- _Assigned task_:
Output every record again so that it matches the original word for word.

───── Material for this exercise ─────

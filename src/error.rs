use axum::{
    http::StatusCode,
    response::{IntoResponse, Response},
    Json,
};
use serde::{Deserialize, Serialize};

/// Main application error type
#[derive(Debug, thiserror::Error)]
pub enum AppError {
    #[error("Invalid input: {0}")]
    BadRequest(String),

    #[error("{0}")]
    NotFound(String),

    #[error("Speech synthesis failed: {0}")]
    ExternalService(String),

    #[error("Artifact storage failed: {0}")]
    Storage(String),
}

/// Error body shared by every failing endpoint
#[derive(Debug, Serialize, Deserialize)]
pub struct ErrorResponse {
    pub error: String,
    pub code: String,
}

impl AppError {
    /// Get the HTTP status code for this error
    pub fn status_code(&self) -> StatusCode {
        match self {
            Self::BadRequest(_) => StatusCode::BAD_REQUEST,
            Self::NotFound(_) => StatusCode::NOT_FOUND,
            Self::ExternalService(_) => StatusCode::BAD_GATEWAY,
            Self::Storage(_) => StatusCode::INTERNAL_SERVER_ERROR,
        }
    }

    /// Machine readable error code
    pub fn code(&self) -> &'static str {
        match self {
            Self::BadRequest(_) => "BAD_REQUEST",
            Self::NotFound(_) => "NOT_FOUND",
            Self::ExternalService(_) => "EXTERNAL_SERVICE",
            Self::Storage(_) => "STORAGE",
        }
    }

    pub fn to_response(&self) -> ErrorResponse {
        ErrorResponse {
            error: self.to_string(),
            code: self.code().to_string(),
        }
    }
}

impl IntoResponse for AppError {
    fn into_response(self) -> Response {
        let status = self.status_code();
        if status.is_server_error() {
            tracing::error!(
                error = %self,
                status = %status.as_u16(),
                "Request failed"
            );
        } else {
            tracing::debug!(
                error = %self,
                status = %status.as_u16(),
                "Request rejected"
            );
        }

        (status, Json(self.to_response())).into_response()
    }
}

/// Custom result type for the application
pub type AppResult<T> = Result<T, AppError>;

─────

- _Expected answer_:
filename src/error.rs
use axum::{
    http::StatusCode,
    response::{IntoResponse, Response},
    Json,
};
use serde::{Deserialize, Serialize};

/// Main application error type
#[derive(Debug, thiserror::Error)]
pub enum AppError {
    #[error("Invalid input: {0}")]
    BadRequest(String),

    #[error("{0}")]
    NotFound(String),

    #[error("Speech synthesis failed: {0}")]
    ExternalService(String),

    #[error("Artifact storage failed: {0}")]
    Storage(String),
}

/// Error body shared by every failing endpoint
#[derive(Debug, Serialize, Deserialize)]
pub struct ErrorResponse {
    pub error: String,
    pub code: String,
}

impl AppError {
    /// Get the HTTP status code for this error
    pub fn status_code(&self) -> StatusCode {
        match self {
            Self::BadRequest(_) => StatusCode::BAD_REQUEST,
            Self::NotFound(_) => StatusCode::NOT_FOUND,
            Self::ExternalService(_) => StatusCode::BAD_GATEWAY,
            Self::Storage(_) => StatusCode::INTERNAL_SERVER_ERROR,
        }
    }

    /// Machine readable error code
    pub fn code(&self) -> &'static str {
        match self {
            Self::BadRequest(_) => "BAD_REQUEST",
            Self::NotFound(_) => "NOT_FOUND",
            Self::ExternalService(_) => "EXTERNAL_SERVICE",
            Self::Storage(_) => "STORAGE",
        }
    }

    pub fn to_response(&self) -> ErrorResponse {
        ErrorResponse {
            error: self.to_string(),
            code: self.code().to_string(),
        }
    }
}

impl IntoResponse for AppError {
    fn into_response(self) -> Response {
        let status = self.status_code();
        if status.is_server_error() {
            tracing::error!(
                error = %self,
                status = %status.as_u16(),
                "Request failed"
            );
        } else {
            tracing::debug!(
                error = %self,
                status = %status.as_u16(),
                "Request rejected"
            );
        }

        (status, Json(self.to_response())).into_response()
    }
}

/// Custom result type for the application
pub type AppResult<T> = Result<T, AppError>;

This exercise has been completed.